Alasan Strategis Piala Asia 2027

  • Pengalaman Kompetitif: Menghadapi tim-tim kuat Asia memberi peluang belajar menghadapi gaya permainan beragam.
  • Evaluasi Formasi: Herdman dapat menguji formasi baru serta strategi serangan dan pertahanan dalam kondisi turnamen.
  • Pengembangan Talenta: Turnamen memberi eksposur bagi pemain muda untuk tampil di panggung internasional.

Jadwal Kunci Menuju Piala Dunia 2030

Tahun Kegiatan
2024 Persiapan awal, pembentukan skuad inti, program pembinaan pemain U-23.
2025 Partisipasi di kualifikasi Piala Asia, turnamen persahabatan internasional.
2026 Pelelangan infrastruktur stadion dan pusat pelatihan berstandar FIFA.
2027 Piala Asia 2027 sebagai uji coba utama.
2028‑2029 Kualifikasi Piala Dunia Asia, penyesuaian taktik berdasarkan hasil Piala Asia.
2030 Target ambisius: berpartisipasi di Piala Dunia FIFA.

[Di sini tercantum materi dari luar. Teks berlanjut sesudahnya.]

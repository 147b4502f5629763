mod table_data;
mod table_operations;

pub use table_data::{HashTableData, TableSlot};
pub use table_operations::{alloc_block, delete_hash_entry_element, find, AllocOutcome, DeleteOutcome};
//! Hash engine operations — pure functions over [`HashEngineData`].
//!
//! This is the facade surface consumed by the sensor adapter and the
//! raycaster: allocate, integrate, compactify, garbage-collect, reset.

use glam::IVec3;
use parking_lot::RwLock;
use rayon::prelude::*;

use crate::coord::{block_to_virtual_voxel_pos, delinearize_local, virtual_voxel_pos_to_world, world_to_block};
use crate::diagnostics::DiagnosticEvent;
use crate::entry::{HashEntry, Voxel};
use crate::error::EngineResult;
use crate::integrate::{combine_voxel, truncation_at_depth};
use crate::params::HashParams;
use crate::sensor::{CameraModel, ColorMap, DepthMap};
use crate::table::{self, AllocOutcome, DeleteOutcome};

use super::engine_data::{AllocationStats, EngineStats, GcStats, HashEngineData, IntegrationStats, VoxelBlocks};

pub fn create_hash_engine(params: HashParams) -> EngineResult<HashEngineData> {
    params.validate()?;

    let table = crate::table::HashTableData::new(params.num_buckets, params.bucket_size, params.hash_max_collision_linked_list_size);
    let locks = crate::locks::BucketLocks::new(params.num_buckets);
    let arena = crate::arena::BlockArena::new(params.num_blocks);

    let voxels_per_block = params.voxels_per_block() as usize;
    let blocks = (0..params.num_blocks)
        .map(|_| RwLock::new(vec![Voxel::EMPTY; voxels_per_block].into_boxed_slice()))
        .collect();

    Ok(HashEngineData {
        params,
        table,
        locks,
        arena,
        voxels: VoxelBlocks { blocks, voxels_per_block },
        compactified: parking_lot::Mutex::new(Vec::new()),
        diagnostics: crate::diagnostics::Diagnostics::new(),
    })
}

pub fn reset(data: &HashEngineData) {
    data.table.reset();
    data.locks.reset_all();
    data.arena.reset();
    for block in data.voxels.blocks.iter() {
        block.write().iter_mut().for_each(|v| *v = Voxel::EMPTY);
    }
    data.compactified.lock().clear();
}

pub fn stats(data: &HashEngineData) -> EngineStats {
    let live_entries = (0..data.table.total_slots())
        .into_par_iter()
        .filter(|&i| !data.table.slots[i as usize].load().is_free())
        .count() as u32;

    EngineStats {
        live_entries,
        free_blocks: data.arena.free_count(),
        num_blocks: data.arena.num_blocks(),
    }
}

/// Projects every valid depth pixel into up to three voxel-block candidates
/// (the surface and one step to either side along the truncation band, so
/// thin surfaces allocate both-sided blocks), then deduplicates across the
/// whole frame.
fn depth_candidate_blocks(depth: &dyn DepthMap, cam: &dyn CameraModel, params: &HashParams) -> Vec<[i32; 3]> {
    let width = depth.width();
    let height = depth.height();

    let mut candidates: Vec<[i32; 3]> = (0..height)
        .into_par_iter()
        .flat_map_iter(|y| {
            (0..width).flat_map(move |x| {
                let z = depth.depth_at(x, y);
                if z <= 0.0 {
                    return Vec::new();
                }
                let trunc = truncation_at_depth(params, z);
                let step = params.virtual_voxel_size.max(trunc / 2.0).max(1e-4);
                [-trunc, 0.0, trunc]
                    .iter()
                    .map(|offset| {
                        let sample_depth = (z + offset).max(step);
                        let world = cam.pixel_to_world(x, y, sample_depth);
                        let block = world_to_block(world, params);
                        [block.x, block.y, block.z]
                    })
                    .collect::<Vec<_>>()
            })
        })
        .collect();

    candidates.sort_unstable();
    candidates.dedup();
    candidates
}

pub fn allocate_from_depth(
    data: &HashEngineData,
    depth: &dyn DepthMap,
    cam: &dyn CameraModel,
) -> EngineResult<AllocationStats> {
    let candidates = depth_candidate_blocks(depth, cam, &data.params);
    let mut stats = AllocationStats { attempted: candidates.len() as u32, ..Default::default() };

    let mut pending = candidates;
    for round in 0..data.params.alloc_retry_rounds.max(1) {
        if pending.is_empty() {
            break;
        }
        stats.rounds_used = round + 1;

        let voxels_per_block = data.params.voxels_per_block();
        let release_immediately = data.params.release_locks_immediately;
        let results: Vec<([i32; 3], Result<AllocOutcome, crate::error::EngineError>)> = pending
            .par_iter()
            .map(|pos| {
                let ivec = IVec3::new(pos[0], pos[1], pos[2]);
                let outcome = table::alloc_block(&data.table, &data.locks, &data.arena, voxels_per_block, ivec, release_immediately);
                (*pos, outcome)
            })
            .collect();

        let mut retry = Vec::new();
        for (pos, outcome) in results {
            match outcome {
                Ok(AllocOutcome::Allocated) => stats.allocated += 1,
                Ok(AllocOutcome::AlreadyAllocated) => stats.already_present += 1,
                Ok(AllocOutcome::LockContention) => retry.push(pos),
                Err(crate::error::EngineError::ChainBoundExceeded { bucket, .. }) => {
                    data.diagnostics.emit(DiagnosticEvent::ChainBoundExceeded { bucket });
                    log::warn!("allocate_from_depth: chain bound exceeded in bucket {bucket} allocating {pos:?}");
                }
                Err(_) => {
                    data.diagnostics.emit(DiagnosticEvent::FrameAllocationDropped {
                        attempted: 1,
                        succeeded: 0,
                    });
                    log::warn!("allocate_from_depth: dropped candidate block {pos:?} this frame");
                }
            }
        }
        pending = retry;

        if !data.params.release_locks_immediately {
            data.locks.reset_all();
        }
    }

    if !pending.is_empty() {
        log::warn!(
            "allocate_from_depth: {} candidate blocks still contended after {} rounds",
            pending.len(),
            data.params.alloc_retry_rounds
        );
    }

    Ok(stats)
}

pub fn compactify(data: &HashEngineData, cam: &dyn CameraModel) -> EngineResult<u32> {
    let entries = crate::compact::compactify(&data.table, cam, &data.params);
    let count = entries.len() as u32;
    *data.compactified.lock() = entries;
    Ok(count)
}

pub fn compactified_entries(data: &HashEngineData) -> Vec<HashEntry> {
    data.compactified.lock().clone()
}

pub fn integrate_from_depth(
    data: &HashEngineData,
    depth: &dyn DepthMap,
    color: &dyn ColorMap,
    cam: &dyn CameraModel,
) -> EngineResult<IntegrationStats> {
    compactify(data, cam)?;
    let entries = compactified_entries(data);

    let voxels_per_block = data.voxels.voxels_per_block as u32;
    let block_size = data.params.sdf_block_size as i32;
    let params = &data.params;

    let voxels_integrated: u64 = entries
        .par_iter()
        .map(|entry| {
            let block_idx = entry.ptr as u32 / voxels_per_block;
            let block_pos = IVec3::new(entry.pos[0], entry.pos[1], entry.pos[2]);
            let block_origin = block_to_virtual_voxel_pos(block_pos, block_size);

            let mut block = data.voxels.blocks[block_idx as usize].write();
            let mut integrated_here = 0u64;

            for idx in 0..voxels_per_block {
                let local = delinearize_local(idx, block_size);
                let virtual_voxel = block_origin + local;
                let world = virtual_voxel_pos_to_world(virtual_voxel, params.virtual_voxel_size);

                let Some((px, py, z)) = cam.project(world) else { continue };
                if px < 0.0 || py < 0.0 || z <= 0.0 {
                    continue;
                }
                let (px, py) = (px as u32, py as u32);
                if px >= depth.width() || py >= depth.height() {
                    continue;
                }

                let measured = depth.depth_at(px, py);
                if measured <= 0.0 {
                    continue;
                }

                let raw_sdf = measured - z;
                let trunc = truncation_at_depth(params, measured);
                if raw_sdf.abs() > trunc {
                    continue;
                }

                let observed = Voxel {
                    sdf: raw_sdf.clamp(-trunc, trunc),
                    color: color.color_at(px, py),
                    weight: 1,
                };

                let current = block[idx as usize];
                let combined = if current.weight == 0 {
                    observed
                } else {
                    combine_voxel(current, observed, params.integration_weight_max)
                };
                block[idx as usize] = combined;
                integrated_here += 1;
            }

            integrated_here
        })
        .sum();

    Ok(IntegrationStats {
        blocks_visited: entries.len() as u32,
        voxels_integrated,
    })
}

pub fn garbage_collect(data: &HashEngineData) -> EngineResult<GcStats> {
    let entries = compactified_entries(data);
    let voxels_per_block = data.voxels.voxels_per_block as u32;

    let dead: Vec<IVec3> = entries
        .par_iter()
        .filter(|entry| {
            let block_idx = entry.ptr as u32 / voxels_per_block;
            let block = data.voxels.blocks[block_idx as usize].read();
            block.iter().all(|v| v.weight == 0)
        })
        .map(|entry| IVec3::new(entry.pos[0], entry.pos[1], entry.pos[2]))
        .collect();

    let mut freed = 0u32;
    let mut pending = dead;
    for _round in 0..data.params.alloc_retry_rounds.max(1) {
        if pending.is_empty() {
            break;
        }
        let release_immediately = data.params.release_locks_immediately;
        let results: Vec<(IVec3, DeleteOutcome)> = pending
            .par_iter()
            .map(|pos| {
                let outcome = table::delete_hash_entry_element(&data.table, &data.locks, &data.arena, voxels_per_block, *pos, release_immediately)?;
                Ok((*pos, outcome))
            })
            .collect::<Result<Vec<_>, crate::error::EngineError>>()?;

        let mut retry = Vec::new();
        for (pos, outcome) in results {
            match outcome {
                DeleteOutcome::Deleted => freed += 1,
                DeleteOutcome::LockContention => retry.push(pos),
                DeleteOutcome::NotFound => {}
            }
        }
        pending = retry;
        if !data.params.release_locks_immediately {
            data.locks.reset_all();
        }
    }

    if freed > 0 {
        data.diagnostics.emit(DiagnosticEvent::GarbageCollected { freed_blocks: freed });
        log::debug!("garbage_collect: freed {freed} dead blocks");
    }

    Ok(GcStats { blocks_freed: freed })
}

Selain aspek teknis, Pemerintah dan PSSI berkomitmen meningkatkan fasilitas latihan, memperbaiki sistem scouting, serta memperluas jaringan akademi sepak bola di seluruh wilayah Indonesia. Investasi infrastruktur diharapkan tidak hanya mendukung tim nasional, tetapi juga meningkatkan standar kompetisi domestik.

Herdman juga menekankan pentingnya dukungan suporter dan media dalam menciptakan atmosfer kompetitif yang positif. Ia berharap keberhasilan di Piala Asia 2027 dapat menumbuhkan rasa percaya diri dan solidaritas nasional, sekaligus menarik sponsor baru yang siap berinvestasi jangka panjang.

Dengan strategi yang terintegrasi antara pelatihan, infrastruktur, dan manajemen, Indonesia menatap Piala Dunia 2030 bukan lagi sekadar mimpi, melainkan tujuan yang dapat dicapai melalui kerja keras dan kolaborasi semua pemangku kepentingan.